**What you need to do:** Within the entries that follow, show each line where the word "ProfitMargin" occurs.
(Beginning of Raw data)
//! Per-metric comparison rows for the admin dashboard.

use serde::{Deserialize, Serialize};
use strum::Display;
use utoipa::ToSchema;

use super::analysis::{compare_to_benchmark, display_name, parse_range};
use super::catalog::restaurant_profile;
use super::{BenchmarkComparison, ComparisonStatus, CoreBenchmarks, RestaurantType};

/// Actual operating metrics, as percentages unless the name says otherwise.
#[derive(Debug, Clone, Default, PartialEq, Serialize, Deserialize, ToSchema)]
pub struct RestaurantMetrics {
    #[serde(default, skip_serializing_if = "Option::is_none")]
    pub food_cost_percent: Option<f64>,
    #[serde(default, skip_serializing_if = "Option::is_none")]
    pub staff_cost_percent: Option<f64>,
    #[serde(default, skip_serializing_if = "Option::is_none")]
    pub marketing_percent: Option<f64>,
    #[serde(default, skip_serializing_if = "Option::is_none")]
    pub rent_percent: Option<f64>,
    #[serde(default, skip_serializing_if = "Option::is_none")]
    pub electricity_percent: Option<f64>,
    #[serde(default, skip_serializing_if = "Option::is_none")]
    pub waste_percent: Option<f64>,
    #[serde(default, skip_serializing_if = "Option::is_none")]
    pub delivery_ratio_percent: Option<f64>,
    #[serde(default, skip_serializing_if = "Option::is_none")]
    pub dinein_ratio_percent: Option<f64>,
    #[serde(default, skip_serializing_if = "Option::is_none")]
    pub avg_ticket_size: Option<f64>,
    #[serde(default, skip_serializing_if = "Option::is_none")]
    pub monthly_revenue: Option<f64>,
    #[serde(default, skip_serializing_if = "Option::is_none")]
    pub profit_margin_percent: Option<f64>,
}

impl RestaurantMetrics {
    /// Present metrics as `(field name, value)` pairs in declaration order.
    pub fn entries(&self) -> Vec<(&'static str, f64)> {
        [
            ("food_cost_percent", self.food_cost_percent),
            ("staff_cost_percent", self.staff_cost_percent),
            ("marketing_percent", self.marketing_percent),
            ("rent_percent", self.rent_percent),
            ("electricity_percent", self.electricity_percent),
            ("waste_percent", self.waste_percent),
            ("delivery_ratio_percent", self.delivery_ratio_percent),
            ("dinein_ratio_percent", self.dinein_ratio_percent),
            ("avg_ticket_size", self.avg_ticket_size),
            ("monthly_revenue", self.monthly_revenue),
            ("profit_margin_percent", self.profit_margin_percent),
        ]
        .into_iter()
        .filter_map(|(key, value)| value.map(|v| (key, v)))
        .collect()
    }
}

/// How a row should read to the owner.
#[derive(Debug, Clone, Copy, PartialEq, Eq, Serialize, Deserialize, Display, ToSchema)]
#[serde(rename_all = "snake_case")]
#[strum(serialize_all = "snake_case")]
pub enum Tone {
    OnTarget,
    Favorable,
    Unfavorable,
}

#[derive(Debug, Clone, PartialEq, Serialize, Deserialize, ToSchema)]
pub struct ScorecardRow {
    pub key: String,
    pub label: String,
    pub value: f64,
    pub benchmark: String,
    pub comparison: BenchmarkComparison,
    /// Position within the benchmark range, 0 to 100.
    pub progress: f64,
    pub tone: Tone,
}

#[derive(Debug, Clone, PartialEq, Serialize, Deserialize, ToSchema)]
pub struct Scorecard {
    pub restaurant_type: RestaurantType,
    pub display_name: String,
    pub rows: Vec<ScorecardRow>,
}

struct RowSpec {
    key: &'static str,
    label: &'static str,
    cost: bool,
    value: fn(&RestaurantMetrics) -> Option<f64>,
    benchmark: BenchmarkSource,
}

enum BenchmarkSource {
    Key(&'static str),
    ProfitMargin,
}

impl BenchmarkSource {
    fn lookup<'a>(&self, core: &'a CoreBenchmarks) -> Option<&'a str> {
        match self {
            BenchmarkSource::Key(key) => core.get(key),
            BenchmarkSource::ProfitMargin => core.profit_margin(),
        }
    }
}

const ROWS: [RowSpec; 6] = [
    RowSpec {
        key: "food_cost_percent",
        label: "Food Cost",
        cost: true,
        value: |m| m.food_cost_percent,
        benchmark: BenchmarkSource::Key("food_cost_percent_range"),
    },
    RowSpec {
        key: "staff_cost_percent",
        label: "Staff Cost",
        cost: true,
        value: |m| m.staff_cost_percent,
        benchmark: BenchmarkSource::Key("staff_cost_percent_range"),
    },
    RowSpec {
        key: "marketing_percent",
        label: "Marketing",
        cost: true,
        value: |m| m.marketing_percent,
        benchmark: BenchmarkSource::Key("marketing_percent_range"),
    },
    RowSpec {
        key: "rent_percent",
        label: "Rent",
        cost: true,
        value: |m| m.rent_percent,
        benchmark: BenchmarkSource::Key("rent_percent_of_revenue"),
    },
    RowSpec {
        key: "delivery_ratio_percent",
        label: "Delivery Ratio",
        cost: false,
        value: |m| m.delivery_ratio_percent,
        benchmark: BenchmarkSource::Key("delivery_ratio_percent"),
    },
    RowSpec {
        key: "profit_margin_percent",
        label: "Profit Margin",
        cost: false,
        value: |m| m.profit_margin_percent,
        benchmark: BenchmarkSource::ProfitMargin,
    },
];

/// 0 below the range, 100 above it, linear in between. Unparseable or
/// zero-width ranges sit at 50.
pub fn progress(comparison: &BenchmarkComparison) -> f64 {
    let Some(benchmark) = comparison.benchmark.as_deref() else {
        return 0.0;
    };
    let Some(range) = parse_range(benchmark) else {
        return 50.0;
    };
    let actual = comparison.actual;
    if actual < range.min {
        0.0
    } else if actual > range.max {
        100.0
    } else if range.max == range.min {
        50.0
    } else {
        (actual - range.min) / (range.max - range.min) * 100.0
    }
}

pub fn tone(status: ComparisonStatus, cost_metric: bool) -> Tone {
    match (status, cost_metric) {
        (ComparisonStatus::Within, _) => Tone::OnTarget,
        (ComparisonStatus::Above, true) | (ComparisonStatus::Below, false) => Tone::Unfavorable,
        (ComparisonStatus::Below, true) | (ComparisonStatus::Above, false) => Tone::Favorable,
    }
}

pub fn benchmark_scorecard(
    restaurant_type: RestaurantType,
    metrics: &RestaurantMetrics,
) -> Scorecard {
    let core = &restaurant_profile(restaurant_type).core_benchmarks;

    let rows = ROWS
        .iter()
        .filter_map(|spec| {
            let value = (spec.value)(metrics)?;
            let benchmark = spec.benchmark.lookup(core).filter(|b| !b.is_empty())?;
            let comparison = compare_to_benchmark(value, Some(benchmark), spec.label);
            Some(ScorecardRow {
                key: spec.key.to_string(),
                label: spec.label.to_string(),
                value,
                benchmark: benchmark.to_string(),
                progress: progress(&comparison),
                tone: tone(comparison.status, spec.cost),
                comparison,
            })
        })
        .collect();

    Scorecard {
        restaurant_type,
        display_name: display_name(restaurant_type).to_string(),
        rows,
    }
}

#[cfg(test)]
mod tests {
    use super::*;

    fn row<'a>(card: &'a Scorecard, key: &str) -> Option<&'a ScorecardRow> {
        card.rows.iter().find(|r| r.key == key)
    }

    #[test]
    fn drops_rows_without_value_or_benchmark() {
        let metrics = RestaurantMetrics {
            food_cost_percent: Some(35.0),
            marketing_percent: Some(6.0),
            ..Default::default()
        };
        // Bakery has no marketing benchmark.
        let card = benchmark_scorecard(RestaurantType::Bakery, &metrics);
        assert_eq!(card.display_name, "Bakery");
        assert_eq!(card.rows.len(), 1);
        assert_eq!(card.rows[0].label, "Food Cost");
    }

    #[test]
    fn cost_rows_above_range_are_unfavorable() {
        let metrics = RestaurantMetrics {
            food_cost_percent: Some(45.0),
            staff_cost_percent: Some(10.0),
            delivery_ratio_percent: Some(50.0),
            ..Default::default()
        };
        let card = benchmark_scorecard(RestaurantType::Cafe, &metrics);

        let food = row(&card, "food_cost_percent").expect("food cost row");
        assert_eq!(food.tone, Tone::Unfavorable);
        assert_eq!(food.progress, 100.0);

        let staff = row(&card, "staff_cost_percent").expect("staff row");
        assert_eq!(staff.tone, Tone::Favorable);
        assert_eq!(staff.progress, 0.0);

        let delivery = row(&card, "delivery_ratio_percent").expect("delivery row");
        assert_eq!(delivery.comparison.status, ComparisonStatus::Above);
        assert_eq!(delivery.tone, Tone::Favorable);
    }

    #[test]
    fn profit_margin_uses_first_available_spelling() {
        let metrics = RestaurantMetrics {
            profit_margin_percent: Some(5.0),
            ..Default::default()
        };
        let truck = benchmark_scorecard(RestaurantType::FoodTruck, &metrics);
        let margin = row(&truck, "profit_margin_percent").expect("margin row");
        assert_eq!(margin.benchmark, "12-20");
        assert_eq!(margin.tone, Tone::Unfavorable);

        let pub_card = benchmark_scorecard(RestaurantType::PubRestobar, &metrics);
        assert!(pub_card.rows.is_empty());
    }

    #[test]
    fn progress_is_linear_inside_range() {
        let within = compare_to_benchmark(35.0, Some("30-40"), "Food Cost");
        assert_eq!(progress(&within), 50.0);
        let edge = compare_to_benchmark(30.0, Some("30-40"), "Food Cost");
        assert_eq!(progress(&edge), 0.0);
        let malformed = compare_to_benchmark(30.0, Some("thirty"), "Food Cost");
        assert_eq!(progress(&malformed), 50.0);
        let missing = compare_to_benchmark(30.0, None, "Food Cost");
        assert_eq!(progress(&missing), 0.0);
    }

    #[test]
    fn entries_skip_missing_metrics() {
        let metrics = RestaurantMetrics {
            rent_percent: Some(14.0),
            monthly_revenue: Some(450_000.0),
            ..Default::default()
        };
        assert_eq!(
            metrics.entries(),
            vec![("rent_percent", 14.0), ("monthly_revenue", 450_000.0)]
        );
    }
}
(End of Raw data)
**Your solution:**
    ProfitMargin,
            BenchmarkSource::ProfitMargin => core.profit_margin(),
        benchmark: BenchmarkSource::ProfitMargin,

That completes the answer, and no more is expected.